### Work required:
Repeat word for word the opening stretch of the entries, from the first line through the line containing "use super::message::UserMessage;".

Records drawn from a dataset:
====================

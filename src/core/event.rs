//! Events crossing the delegate boundary between nodes.
//!
//! Every event is addressed to a single port on the destination node. User
//! messages are queued and reordered by sequence number at the target; the
//! other tags are control events that dispatch immediately on arrival.

use serde::{Deserialize, Serialize};

use super::message::UserMessage;
use super::name::{NodeName, PortName};

/// Everything a receiving node needs to rebuild a transferred port.
///
/// The descriptor rides in a fixed slot of the carrying message, parallel to
/// the slot holding the port's name at its new home. `referring_node` /
/// `referring_port` point back at the old home so the new one can release its
/// buffer with a `PortAccepted`.
#[derive(Clone, Copy, Debug, PartialEq, Eq, Serialize, Deserialize)]
pub struct PortDescriptor {
    pub peer_node: NodeName,
    pub peer_port: PortName,
    pub referring_node: NodeName,
    pub referring_port: PortName,
    pub next_sequence_num_to_send: u64,
    pub next_sequence_num_to_receive: u64,
}

impl PortDescriptor {
    /// Placeholder for a message slot the sender has not filled yet.
    pub fn invalid() -> Self {
        Self {
            peer_node: NodeName::INVALID,
            peer_port: PortName::INVALID,
            referring_node: NodeName::INVALID,
            referring_port: PortName::INVALID,
            next_sequence_num_to_send: 0,
            next_sequence_num_to_receive: 0,
        }
    }
}

impl Default for PortDescriptor {
    fn default() -> Self {
        Self::invalid()
    }
}

/// News that a port's perceived peer is actually a proxy.
///
/// Travels peer-ward along the chain until it reaches the port whose recorded
/// peer is the named proxy; that port adopts `proxy_to_*` as its new peer.
#[derive(Clone, Copy, Debug, PartialEq, Eq, Serialize, Deserialize)]
pub struct ObserveProxy {
    pub proxy_node: NodeName,
    pub proxy_port: PortName,
    pub proxy_to_node: NodeName,
    pub proxy_to_port: PortName,
}

/// Tagged payload of an [`Event`].
#[derive(Clone, Debug, PartialEq, Eq, Serialize, Deserialize)]
pub enum EventData {
    /// Application data, ordered by its embedded sequence number.
    User(UserMessage),
    /// The new home of a transferred port has committed; the old home may
    /// start proxying.
    PortAccepted,
    /// See [`ObserveProxy`].
    ObserveProxy(ObserveProxy),
    /// Authorizes proxy retirement up to `last_sequence_num`;
    /// `INVALID_SEQUENCE_NUM` means "ask again after your own removal".
    ObserveProxyAck { last_sequence_num: u64 },
    /// The peer closed; `last_sequence_num` is its final stamp.
    ObserveClosure { last_sequence_num: u64 },
}

/// One addressed event between nodes.
#[derive(Clone, Debug, PartialEq, Eq, Serialize, Deserialize)]
pub struct Event {
    pub to_port: PortName,
    pub data: EventData,
}

impl Event {
    pub fn new(to_port: PortName, data: EventData) -> Self {
        Self { to_port, data }
    }
}
//! The routing node: port registry, public API, and event handlers.

pub mod delegate;

pub use delegate::NodeDelegate;

use std::collections::{HashMap, VecDeque};
use std::sync::{Arc, Mutex, MutexGuard};

use bytes::Bytes;

use crate::core::port::PortInner;
use crate::core::{
    Event, EventData, NodeName, ObserveProxy, Port, PortDescriptor, PortError, PortName, PortRef,
    PortState, PortStatus, Result, UserData, UserMessage, INITIAL_SEQUENCE_NUM,
    INVALID_SEQUENCE_NUM,
};

/// Queue of events addressed to this node by its own ports, drained by
/// whichever sender finds the flag clear. Keeps local delivery iterative:
/// re-entrant sends enqueue instead of growing the stack.
struct LocalDelivery {
    delivering: bool,
    queue: VecDeque<Event>,
}

/// A routing instance.
///
/// Owns the mapping from port name to port record and implements the full
/// event protocol between nodes. All methods are safe to call from any
/// thread; the node itself owns no threads and calls back into the embedder
/// through its [`NodeDelegate`] with no internal lock held.
pub struct Node {
    name: NodeName,
    delegate: Arc<dyn NodeDelegate>,
    /// Registry of live ports. Leaf lock: held only across
    /// insert/erase/lookup/snapshot, never while acquiring a port lock.
    ports: Mutex<HashMap<PortName, Arc<Port>>>,
    /// Serializes the batch carried-port lock phase of sends so concurrent
    /// transfers of overlapping port sets cannot interleave acquisition.
    send_with_ports: Mutex<()>,
    local: Mutex<LocalDelivery>,
}
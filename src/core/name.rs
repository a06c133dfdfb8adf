//! Identity atoms for the routing graph.
//!
//! NodeName: a routing instance
//! PortName: one endpoint of an entangled pair, scoped to its node
//!
//! Both are 128-bit values expected to be globally unique with overwhelming
//! probability. The nil value is the invalid sentinel and never names a live
//! node or port.

use std::fmt;

use serde::{Deserialize, Serialize};
use uuid::Uuid;

/// Node identifier.
#[derive(Clone, Copy, PartialEq, Eq, PartialOrd, Ord, Hash, Serialize, Deserialize)]
#[serde(transparent)]
pub struct NodeName(Uuid);

impl NodeName {
    pub const INVALID: NodeName = NodeName(Uuid::nil());

    pub fn new(id: Uuid) -> Self {
        Self(id)
    }

    pub fn as_uuid(&self) -> Uuid {
        self.0
    }

    pub fn is_valid(&self) -> bool {
        !self.0.is_nil()
    }
}

impl fmt::Debug for NodeName {
    fn fmt(&self, f: &mut fmt::Formatter<'_>) -> fmt::Result {
        write!(f, "NodeName({})", self.0)
    }
}

impl fmt::Display for NodeName {
    fn fmt(&self, f: &mut fmt::Formatter<'_>) -> fmt::Result {
        write!(f, "{}", self.0)
    }
}

impl From<Uuid> for NodeName {
    fn from(id: Uuid) -> Self {
        Self(id)
    }
}

impl From<NodeName> for Uuid {
    fn from(name: NodeName) -> Uuid {
        name.0
    }
}

/// Port identifier.
///
/// Port names are minted by the embedder's generator when a port is created
/// and again each time a port is transferred; the name is the routing address,
/// so a transferred port gets a fresh one at its new home.
#[derive(Clone, Copy, PartialEq, Eq, PartialOrd, Ord, Hash, Serialize, Deserialize)]
#[serde(transparent)]
pub struct PortName(Uuid);

impl PortName {
    pub const INVALID: PortName = PortName(Uuid::nil());

    pub fn new(id: Uuid) -> Self {
        Self(id)
    }

    pub fn as_uuid(&self) -> Uuid {
        self.0
    }

    pub fn is_valid(&self) -> bool {
        !self.0.is_nil()
    }
}

impl fmt::Debug for PortName {
    fn fmt(&self, f: &mut fmt::Formatter<'_>) -> fmt::Result {
        write!(f, "PortName({})", self.0)
    }
}

impl fmt::Display for PortName {
    fn fmt(&self, f: &mut fmt::Formatter<'_>) -> fmt::Result {
        write!(f, "{}", self.0)
    }
}

impl From<Uuid> for PortName {
    fn from(id: Uuid) -> Self {
        Self(id)
    }
}

impl From<PortName> for Uuid {
    fn from(name: PortName) -> Uuid {
        name.0
    }
}
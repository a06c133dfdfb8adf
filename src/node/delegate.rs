//! The contract a routing node offers its embedder.

use bytes::Bytes;

use crate::core::{Event, NodeName, PortName, PortRef, UserMessage};

/// Hooks a [`Node`](crate::Node) uses to reach the rest of the system.
///
/// The node owns no threads: every callback fires on whatever thread happens
/// to be executing a node operation, possibly several at once. Callbacks are
/// invoked with no port lock held; they may perform arbitrary work on other
/// threads but must not block on operations of the calling node from the
/// same thread.
pub trait NodeDelegate: Send + Sync {
    /// Mint a fresh port name, globally unique with overwhelming probability.
    ///
    /// A duplicate surfaces later as `PortExists`; treat that as a
    /// generator defect.
    fn generate_random_port_name(&self) -> PortName;

    /// Build a user message around embedder-controlled payload storage with
    /// `num_ports` unfilled transfer slots.
    fn alloc_message(&self, payload: Bytes, num_ports: usize) -> UserMessage {
        UserMessage::with_port_slots(payload, num_ports)
    }

    /// Ship an event to another node, one-way and asynchronous.
    ///
    /// The implementation must not synchronously re-enter the node that
    /// called it; events addressed to the calling node itself must loop back
    /// through `accept_event` asynchronously.
    fn forward_event(&self, to_node: NodeName, event: Event);

    /// A port may have become readable, or its peer closed. May be spurious;
    /// the embedder is expected to drain with `get_message` until empty.
    fn port_status_changed(&self, port: &PortRef);
}
//! Domain layer: identity atoms, events, messages, and the per-port record.

pub mod error;
pub mod event;
pub mod message;
pub mod message_queue;
pub mod name;
pub mod port;

pub use error::{PortError, Result};
pub use event::{Event, EventData, ObserveProxy, PortDescriptor};
pub use message::UserMessage;
pub use message_queue::{MessageQueue, INITIAL_SEQUENCE_NUM, INVALID_SEQUENCE_NUM};
pub use name::{NodeName, PortName};
pub use port::{Port, PortRef, PortState, PortStatus, UserData};
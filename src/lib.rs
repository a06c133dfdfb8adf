#![forbid(unsafe_code)]

//! Location-transparent message passing between entangled port pairs.
//!
//! A [`Node`] routes messages between named endpoints ("ports"). Ports come in
//! entangled pairs: sending on one delivers, in order, to the other, even while
//! either endpoint is being transferred between nodes inside a message. The
//! routing graph self-heals after a transfer: the old home briefly proxies,
//! announces its replacement to the sender, and retires once every message it
//! was ever going to see has passed through.
//!
//! The crate owns no threads and performs no I/O. An embedder supplies a
//! [`NodeDelegate`] that ships events between nodes and receives readability
//! wakeups; everything else is synchronous bookkeeping under per-port locks.

pub mod core;
pub mod node;
pub mod test_harness;

pub use crate::core::{
    Event, EventData, NodeName, ObserveProxy, PortDescriptor, PortError, PortName, PortRef,
    PortStatus, UserData, UserMessage, INITIAL_SEQUENCE_NUM, INVALID_SEQUENCE_NUM,
};
pub use crate::node::{Node, NodeDelegate};

pub type Result<T> = std::result::Result<T, PortError>;
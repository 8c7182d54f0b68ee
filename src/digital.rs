//! Debounced digital input
//!
//! [`DebouncedInput`] turns the noisy raw level of a digital line into
//! single-pulse press/release events, a level-sensitive hold flag, and a
//! toggle latch. Edges are detected by comparing consecutive polls; there
//! is no internal timing filter, so the polling cadence (and with it any
//! residual contact bounce) is under the caller's control.

use crate::error::Error;
use crate::io::DigitalReadable;

/// Edge-detecting poll state machine over a digital source
///
/// Call [`sample()`](Self::sample) once per poll cycle, then read the
/// event flags. [`pressed()`](Self::pressed) and
/// [`released()`](Self::released) are true for exactly the one sample on
/// which the level transitioned; [`held()`](Self::held) is true for every
/// sample at the active level.
pub struct DebouncedInput<D> {
    source: D,
    level: bool,
    pressed: bool,
    released: bool,
    toggle: bool,
}

/// A push button module
pub type Button<D> = DebouncedInput<D>;

/// A capacitive touch module, behaviorally identical to a button
pub type TouchSensor<D> = DebouncedInput<D>;

/// A tilt switch module, behaviorally identical to a button
pub type TiltSwitch<D> = DebouncedInput<D>;

impl<D: DigitalReadable> DebouncedInput<D> {
    /// Wrap a digital source; the line starts out considered inactive
    pub fn new(source: D) -> Self {
        Self {
            source,
            level: false,
            pressed: false,
            released: false,
            toggle: false,
        }
    }

    /// Poll the line once and recompute all event flags
    ///
    /// On a source error the previous state is left untouched and the
    /// error is returned.
    pub fn sample(&mut self) -> Result<(), Error<D::Error>> {
        let raw = self.source.read_level().map_err(Error::Source)?;
        self.pressed = raw && !self.level;
        self.released = !raw && self.level;
        if self.pressed {
            self.toggle = !self.toggle;
        }
        self.level = raw;
        Ok(())
    }

    /// True exactly once per inactive-to-active transition
    pub fn pressed(&self) -> bool {
        self.pressed
    }

    /// True exactly once per active-to-inactive transition
    pub fn released(&self) -> bool {
        self.released
    }

    /// True for every sample at the active level, transitions included
    pub fn held(&self) -> bool {
        self.level
    }

    /// The level seen by the most recent [`sample()`](Self::sample)
    pub fn level(&self) -> bool {
        self.level
    }

    /// Latch that flips on every press, like a soft on/off switch
    pub fn toggled(&self) -> bool {
        self.toggle
    }
}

====================

### Answer section:
filename src/core/event.rs
//! Events crossing the delegate boundary between nodes.
//!
//! Every event is addressed to a single port on the destination node. User
//! messages are queued and reordered by sequence number at the target; the
//! other tags are control events that dispatch immediately on arrival.

use serde::{Deserialize, Serialize};

use super::message::UserMessage;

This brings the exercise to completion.